02/03/2026
El Estrecho de Ormuz se ha convertido hoy en la principal noticia logística del mundo. No es una exageración, por este estrecho transita cerca del 20 % del petróleo global y volúmenes críticos de gas natural licuado, lo que lo transforma en un verdadero termómetro de estabilidad para la economía internacional.
De acuerdo con expertos de la industria marítima, la mayoría de las líneas navieras han detenido o suspendido reservas hacia el Golfo Pérsico, y ya se estima que más de 200.000 TEU permanecen “atrapados” en la zona sin poder transitar hasta que mejoren las condiciones de seguridad (ver imagen donde los puntos rojos resaltan).
Compañías como Maersk, Hapag-Lloyd y MSC han suspendido cruces o desviado buques, reconfigurando itinerarios que apenas hace unas semanas celebraban el regreso paulatino al Mar Rojo.

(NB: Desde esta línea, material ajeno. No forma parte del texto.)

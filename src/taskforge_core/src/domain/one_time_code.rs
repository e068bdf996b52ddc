use rand::Rng;
use thiserror::Error;

#[derive(Debug, Error, PartialEq)]
pub enum OneTimeCodeError {
    #[error("Code must be exactly 6 digits")]
    Invalid,
}

/// A 6-digit one-time code, used to prove control of an email address
/// during verification and password reset. Generated fresh per request,
/// single-use: the credential store clears it on consumption.
#[derive(Debug, Clone, PartialEq, Eq)]
pub struct OneTimeCode(String);

impl OneTimeCode {
    /// Generate a fresh random code in `100000..=999999`.
    pub fn new() -> Self {
        Self(rand::rng().random_range(100_000..1_000_000).to_string())
    }

    pub fn parse(code: &str) -> Result<Self, OneTimeCodeError> {
        if code.len() == 6 && code.chars().all(|c| c.is_ascii_digit()) {
            Ok(Self(code.to_owned()))
        } else {
            Err(OneTimeCodeError::Invalid)
        }
    }

    pub fn as_str(&self) -> &str {
        &self.0
    }
}

impl Default for OneTimeCode {
    fn default() -> Self {
        Self::new()
    }
}
use chrono::Utc;

use taskforge_core::{
    CredentialStore, CredentialStoreError, DeviceInfo, Email, NewSession, Password,
    PasswordHasher, PublicUser, SessionStore, SessionStoreError, generate_session_token,
};

use crate::use_cases::REFRESH_TOKEN_TTL_DAYS;

/// Response from a successful login. The HTTP layer mints the short-lived
/// access token from `user`; the refresh token is the opaque session
/// credential persisted here.
#[derive(Debug)]
pub struct LoginResponse {
    pub user: PublicUser,
    pub refresh_token: String,
}

/// Error types specific to the login use case
#[derive(Debug, thiserror::Error)]
pub enum LoginError {
    /// Covers both unknown email and wrong password, so a caller cannot
    /// probe which emails are registered.
    #[error("Invalid email or password")]
    InvalidCredentials,
    #[error("Email not verified")]
    EmailNotVerified,
    #[error("Password verification failed: {0}")]
    HashError(String),
    #[error("Credential store error: {0}")]
    CredentialStoreError(CredentialStoreError),
    #[error("Session store error: {0}")]
    SessionStoreError(#[from] SessionStoreError),
}

/// Login use case - authenticates credentials and opens a session.
pub struct LoginUseCase<C, S, H>
where
    C: CredentialStore,
    S: SessionStore,
    H: PasswordHasher,
{
    credential_store: C,
    session_store: S,
    password_hasher: H,
}

impl<C, S, H> LoginUseCase<C, S, H>
where
    C: CredentialStore,
    S: SessionStore,
    H: PasswordHasher,
{
    pub fn new(credential_store: C, session_store: S, password_hasher: H) -> Self {
        Self {
            credential_store,
            session_store,
            password_hasher,
        }
    }

    /// `device` is the classified caller context from the device-aware
    /// variant; plain logins pass `None`.
    #[tracing::instrument(name = "LoginUseCase::execute", skip_all)]
    pub async fn execute(
        &self,
        email: &Email,
        password: &Password,
        device: Option<DeviceInfo>,
    ) -> Result<LoginResponse, LoginError> {
        let user = match self.credential_store.find_by_email(email).await {
            Ok(user) => user,
            Err(CredentialStoreError::UserNotFound) => return Err(LoginError::InvalidCredentials),
            Err(e) => return Err(LoginError::CredentialStoreError(e)),
        };

        // Checked before the password so an account that cannot log in
        // anyway does not cost a hash comparison. Unverified-but-existing
        // is not a secret.
        if !user.is_verified {
            return Err(LoginError::EmailNotVerified);
        }

        let password_valid = self
            .password_hasher
            .verify(password, &user.password_hash)
            .await
            .map_err(LoginError::HashError)?;
        if !password_valid {
            return Err(LoginError::InvalidCredentials);
        }

        let refresh_token = generate_session_token();
        self.session_store
            .create(NewSession {
                token: refresh_token.clone(),
                user_id: user.id,
                expires_at: Utc::now() + chrono::Duration::days(REFRESH_TOKEN_TTL_DAYS),
                device,
            })
            .await?;

        tracing::info!(user_id = user.id, "user logged in");

        Ok(LoginResponse {
            user: user.to_public(),
            refresh_token,
        })
    }
}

Hoy, nuevamente, el desvío vía Cabo de Buena Esperanza en África vuelve a ser la alternativa, con el consecuente incremento en tiempos de tránsito, consumo de combustible y costos logísticos.
Pero el impacto no termina ahí. Muchos contenedores deberán descargarse en puertos HUB como Singapur, Malasia, Corea o China para permitir que los buques continúen su viaje por rutas alternativas. Y esto ocurre en un momento especialmente delicado, los puertos asiáticos ya enfrentan congestión tras el retorno del feriado del Año Nuevo Lunar, con acumulación de naves, presión sobre los slots y mayores tiempos de espera.
La combinación de un chokepoint energético en crisis y hubs asiáticos tensionados crea un escenario donde los cuellos de botella pueden profundizarse, los recargos por riesgo incrementarse y las tarifas volver a subir.